# EXERCISE AIM:
Each record should be given back exactly, with none missing.

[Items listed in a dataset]
▶

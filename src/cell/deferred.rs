//! Placeholder-until-visible rendering with size pinning.
//!
//! A cell renders in two phases per frame:
//!
//! 1. [`render`](DeferredContentCell::render) picks the mode from the hook's
//!    visibility and yields a [`CellFrame`] for the host to commit;
//! 2. [`after_commit`](DeferredContentCell::after_commit) runs synchronously
//!    once the host has laid the frame out. On a PLACEHOLDER → CONTENT
//!    transition it measures the content box and pins the size, so the next
//!    placeholder occupies exactly the space the content did.
//!
//! The box element stays attached across the swap; only its style and
//! children change.

use crate::host::Surface;
use crate::model::{BoxSize, BoxStyle, CellDimensions, Dimension, ElementId, Length};
use crate::observer::{MultiplexerHandle, VisibilityHook};
use std::fmt;
use tracing::debug;

/// Which of the two renditions a cell shows.
#[derive(Debug, Clone, Copy, PartialEq, Eq, Hash, Default)]
pub enum CellMode {
    /// Empty sized box (initial state).
    #[default]
    Placeholder,
    /// Real content in an unconstrained box.
    Content,
}

impl fmt::Display for CellMode {
    fn fmt(&self, f: &mut fmt::Formatter<'_>) -> fmt::Result {
        match self {
            CellMode::Placeholder => write!(f, "placeholder"),
            CellMode::Content => write!(f, "content"),
        }
    }
}

/// What the host should commit for one cell this frame.
#[derive(Debug)]
pub enum CellFrame<'a, C> {
    /// Empty box sized from pinned dimensions or the minimum height.
    Placeholder {
        /// Box element (attachment point), if mounted.
        element: Option<ElementId>,
        /// Size constraints.
        style: BoxStyle,
    },
    /// Real content inside an `auto × auto` box.
    Content {
        /// Box element (attachment point), if mounted.
        element: Option<ElementId>,
        /// Always [`BoxStyle::AUTO`].
        style: BoxStyle,
        /// Content to render inside the box.
        content: &'a C,
    },
}

impl<C> CellFrame<'_, C> {
    /// Box element this frame targets.
    pub fn element(&self) -> Option<ElementId> {
        match self {
            CellFrame::Placeholder { element, .. } | CellFrame::Content { element, .. } => *element,
        }
    }

    /// Box style for this frame.
    pub fn style(&self) -> BoxStyle {
        match self {
            CellFrame::Placeholder { style, .. } | CellFrame::Content { style, .. } => *style,
        }
    }

    /// Mode this frame renders.
    pub fn mode(&self) -> CellMode {
        match self {
            CellFrame::Placeholder { .. } => CellMode::Placeholder,
            CellFrame::Content { .. } => CellMode::Content,
        }
    }
}

/// A list item that defers its content until visible.
pub struct DeferredContentCell<C> {
    hook: VisibilityHook,
    min_height: Length,
    dimensions: CellDimensions,
    content: C,
    mode: CellMode,
    /// Entered CONTENT this frame; `after_commit` must measure.
    measure_pending: bool,
    /// Hook version the last render reflected.
    rendered_version: Option<u64>,
}

impl<C> DeferredContentCell<C> {
    /// Create a cell bound to the nearest scope's multiplexer.
    ///
    /// `min_height` sizes the placeholder until a measurement is pinned.
    pub fn new(multiplexer: Option<&MultiplexerHandle>, min_height: Length, content: C) -> Self {
        Self {
            hook: VisibilityHook::new(multiplexer),
            min_height,
            dimensions: CellDimensions::default(),
            content,
            mode: CellMode::Placeholder,
            measure_pending: false,
            rendered_version: None,
        }
    }

    /// Attach the box element the host created for this cell.
    pub fn mount(&mut self, element: ElementId) {
        self.hook.attach(Some(element));
    }

    /// Detach the box element.
    pub fn unmount(&mut self) {
        self.hook.attach(None);
        self.measure_pending = false;
    }

    /// Phase one: choose the rendition for this frame.
    ///
    /// CONTENT iff the latest delivered event for the attached element was
    /// intersecting.
    pub fn render(&mut self) -> CellFrame<'_, C> {
        let next = if self.hook.is_visible() {
            CellMode::Content
        } else {
            CellMode::Placeholder
        };

        match (self.mode, next) {
            (CellMode::Placeholder, CellMode::Content) => self.measure_pending = true,
            (_, CellMode::Placeholder) => self.measure_pending = false,
            _ => {}
        }
        self.mode = next;
        self.rendered_version = Some(self.hook.version());

        let element = self.hook.attached();
        match next {
            CellMode::Placeholder => CellFrame::Placeholder {
                element,
                style: self.placeholder_style(),
            },
            CellMode::Content => CellFrame::Content {
                element,
                style: BoxStyle::AUTO,
                content: &self.content,
            },
        }
    }

    /// Phase two: synchronous post-commit hook.
    ///
    /// Measures the committed content box once per PLACEHOLDER → CONTENT
    /// transition and pins the result. An unavailable or zero-size box pins
    /// zero; there is no retry. Returns the newly pinned dimensions, if any.
    pub fn after_commit(&mut self, surface: &dyn Surface) -> Option<CellDimensions> {
        if !self.measure_pending || self.mode != CellMode::Content {
            return None;
        }
        self.measure_pending = false;

        let measured = self
            .hook
            .attached()
            .and_then(|element| surface.measure(element))
            .unwrap_or(BoxSize::ZERO);
        self.dimensions.pin(measured);

        debug!(
            element = ?self.hook.attached(),
            dimensions = %self.dimensions,
            "pinned content size"
        );
        Some(self.dimensions)
    }

    /// Style the placeholder box is rendered with.
    ///
    /// Pinned axes use the pinned pixels; an unpinned height falls back to
    /// `auto` with the caller's minimum height as floor.
    ///
    /// A pinned height is a fixed `height` rather than a `min_height` floor:
    /// a placeholder has no content that could grow it, so both resolve to
    /// the same box, and a fixed height keeps the pin visible in the style.
    pub fn placeholder_style(&self) -> BoxStyle {
        let height = self.dimensions.height();
        BoxStyle {
            width: self.dimensions.width(),
            height,
            min_height: match height {
                Dimension::Auto => Some(self.min_height),
                Dimension::Px(_) => None,
            },
        }
    }

    /// Whether visibility changed since the last render.
    pub fn needs_render(&self) -> bool {
        self.rendered_version != Some(self.hook.version())
    }

    /// Mode of the last render.
    pub fn mode(&self) -> CellMode {
        self.mode
    }

    /// Cached placeholder dimensions.
    pub fn dimensions(&self) -> CellDimensions {
        self.dimensions
    }

    /// Current hook visibility (may be ahead of the last render).
    pub fn is_visible(&self) -> bool {
        self.hook.is_visible()
    }

    /// Attached box element.
    pub fn element(&self) -> Option<ElementId> {
        self.hook.attached()
    }

    /// Minimum placeholder height.
    pub fn min_height(&self) -> Length {
        self.min_height
    }

    /// Deferred content.
    pub fn content(&self) -> &C {
        &self.content
    }

    /// Consume the cell, returning its content.
    pub fn into_content(self) -> C {
        self.content
    }

    /// Request re-render callbacks from the underlying hook.
    pub fn on_visibility_change(&self, listener: impl Fn(bool) + 'static) {
        self.hook.on_change(listener);
    }
}

impl<C> fmt::Debug for DeferredContentCell<C> {
    fn fmt(&self, f: &mut fmt::Formatter<'_>) -> fmt::Result {
        f.debug_struct("DeferredContentCell")
            .field("mode", &self.mode)
            .field("dimensions", &self.dimensions)
            .field("min_height", &self.min_height)
            .field("hook", &self.hook)
            .finish()
    }
}

#[cfg(test)]
#[path = "deferred_tests.rs"]
mod tests;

◀

# SOLUTION FOR THIS PROBLEM:
filename src/cell/deferred.rs
//! Placeholder-until-visible rendering with size pinning.
//!
//! A cell renders in two phases per frame:
//!
//! 1. [`render`](DeferredContentCell::render) picks the mode from the hook's
//!    visibility and yields a [`CellFrame`] for the host to commit;
//! 2. [`after_commit`](DeferredContentCell::after_commit) runs synchronously
//!    once the host has laid the frame out. On a PLACEHOLDER → CONTENT
//!    transition it measures the content box and pins the size, so the next
//!    placeholder occupies exactly the space the content did.
//!
//! The box element stays attached across the swap; only its style and
//! children change.

use crate::host::Surface;
use crate::model::{BoxSize, BoxStyle, CellDimensions, Dimension, ElementId, Length};
use crate::observer::{MultiplexerHandle, VisibilityHook};
use std::fmt;
use tracing::debug;

/// Which of the two renditions a cell shows.
#[derive(Debug, Clone, Copy, PartialEq, Eq, Hash, Default)]
pub enum CellMode {
    /// Empty sized box (initial state).
    #[default]
    Placeholder,
    /// Real content in an unconstrained box.
    Content,
}

impl fmt::Display for CellMode {
    fn fmt(&self, f: &mut fmt::Formatter<'_>) -> fmt::Result {
        match self {
            CellMode::Placeholder => write!(f, "placeholder"),
            CellMode::Content => write!(f, "content"),
        }
    }
}

/// What the host should commit for one cell this frame.
#[derive(Debug)]
pub enum CellFrame<'a, C> {
    /// Empty box sized from pinned dimensions or the minimum height.
    Placeholder {
        /// Box element (attachment point), if mounted.
        element: Option<ElementId>,
        /// Size constraints.
        style: BoxStyle,
    },
    /// Real content inside an `auto × auto` box.
    Content {
        /// Box element (attachment point), if mounted.
        element: Option<ElementId>,
        /// Always [`BoxStyle::AUTO`].
        style: BoxStyle,
        /// Content to render inside the box.
        content: &'a C,
    },
}

impl<C> CellFrame<'_, C> {
    /// Box element this frame targets.
    pub fn element(&self) -> Option<ElementId> {
        match self {
            CellFrame::Placeholder { element, .. } | CellFrame::Content { element, .. } => *element,
        }
    }

    /// Box style for this frame.
    pub fn style(&self) -> BoxStyle {
        match self {
            CellFrame::Placeholder { style, .. } | CellFrame::Content { style, .. } => *style,
        }
    }

    /// Mode this frame renders.
    pub fn mode(&self) -> CellMode {
        match self {
            CellFrame::Placeholder { .. } => CellMode::Placeholder,
            CellFrame::Content { .. } => CellMode::Content,
        }
    }
}

/// A list item that defers its content until visible.
pub struct DeferredContentCell<C> {
    hook: VisibilityHook,
    min_height: Length,
    dimensions: CellDimensions,
    content: C,
    mode: CellMode,
    /// Entered CONTENT this frame; `after_commit` must measure.
    measure_pending: bool,
    /// Hook version the last render reflected.
    rendered_version: Option<u64>,
}

impl<C> DeferredContentCell<C> {
    /// Create a cell bound to the nearest scope's multiplexer.
    ///
    /// `min_height` sizes the placeholder until a measurement is pinned.
    pub fn new(multiplexer: Option<&MultiplexerHandle>, min_height: Length, content: C) -> Self {
        Self {
            hook: VisibilityHook::new(multiplexer),
            min_height,
            dimensions: CellDimensions::default(),
            content,
            mode: CellMode::Placeholder,
            measure_pending: false,
            rendered_version: None,
        }
    }

    /// Attach the box element the host created for this cell.
    pub fn mount(&mut self, element: ElementId) {
        self.hook.attach(Some(element));
    }

    /// Detach the box element.
    pub fn unmount(&mut self) {
        self.hook.attach(None);
        self.measure_pending = false;
    }

    /// Phase one: choose the rendition for this frame.
    ///
    /// CONTENT iff the latest delivered event for the attached element was
    /// intersecting.
    pub fn render(&mut self) -> CellFrame<'_, C> {
        let next = if self.hook.is_visible() {
            CellMode::Content
        } else {
            CellMode::Placeholder
        };

        match (self.mode, next) {
            (CellMode::Placeholder, CellMode::Content) => self.measure_pending = true,
            (_, CellMode::Placeholder) => self.measure_pending = false,
            _ => {}
        }
        self.mode = next;
        self.rendered_version = Some(self.hook.version());

        let element = self.hook.attached();
        match next {
            CellMode::Placeholder => CellFrame::Placeholder {
                element,
                style: self.placeholder_style(),
            },
            CellMode::Content => CellFrame::Content {
                element,
                style: BoxStyle::AUTO,
                content: &self.content,
            },
        }
    }

    /// Phase two: synchronous post-commit hook.
    ///
    /// Measures the committed content box once per PLACEHOLDER → CONTENT
    /// transition and pins the result. An unavailable or zero-size box pins
    /// zero; there is no retry. Returns the newly pinned dimensions, if any.
    pub fn after_commit(&mut self, surface: &dyn Surface) -> Option<CellDimensions> {
        if !self.measure_pending || self.mode != CellMode::Content {
            return None;
        }
        self.measure_pending = false;

        let measured = self
            .hook
            .attached()
            .and_then(|element| surface.measure(element))
            .unwrap_or(BoxSize::ZERO);
        self.dimensions.pin(measured);

        debug!(
            element = ?self.hook.attached(),
            dimensions = %self.dimensions,
            "pinned content size"
        );
        Some(self.dimensions)
    }

    /// Style the placeholder box is rendered with.
    ///
    /// Pinned axes use the pinned pixels; an unpinned height falls back to
    /// `auto` with the caller's minimum height as floor.
    ///
    /// A pinned height is a fixed `height` rather than a `min_height` floor:
    /// a placeholder has no content that could grow it, so both resolve to
    /// the same box, and a fixed height keeps the pin visible in the style.
    pub fn placeholder_style(&self) -> BoxStyle {
        let height = self.dimensions.height();
        BoxStyle {
            width: self.dimensions.width(),
            height,
            min_height: match height {
                Dimension::Auto => Some(self.min_height),
                Dimension::Px(_) => None,
            },
        }
    }

    /// Whether visibility changed since the last render.
    pub fn needs_render(&self) -> bool {
        self.rendered_version != Some(self.hook.version())
    }

    /// Mode of the last render.
    pub fn mode(&self) -> CellMode {
        self.mode
    }

    /// Cached placeholder dimensions.
    pub fn dimensions(&self) -> CellDimensions {
        self.dimensions
    }

    /// Current hook visibility (may be ahead of the last render).
    pub fn is_visible(&self) -> bool {
        self.hook.is_visible()
    }

    /// Attached box element.
    pub fn element(&self) -> Option<ElementId> {
        self.hook.attached()
    }

    /// Minimum placeholder height.
    pub fn min_height(&self) -> Length {
        self.min_height
    }

    /// Deferred content.
    pub fn content(&self) -> &C {
        &self.content
    }

    /// Consume the cell, returning its content.
    pub fn into_content(self) -> C {
        self.content
    }

    /// Request re-render callbacks from the underlying hook.
    pub fn on_visibility_change(&self, listener: impl Fn(bool) + 'static) {
        self.hook.on_change(listener);
    }
}

impl<C> fmt::Debug for DeferredContentCell<C> {
    fn fmt(&self, f: &mut fmt::Formatter<'_>) -> fmt::Result {
        f.debug_struct("DeferredContentCell")
            .field("mode", &self.mode)
            .field("dimensions", &self.dimensions)
            .field("min_height", &self.min_height)
            .field("hook", &self.hook)
            .finish()
    }
}

#[cfg(test)]
#[path = "deferred_tests.rs"]
mod tests;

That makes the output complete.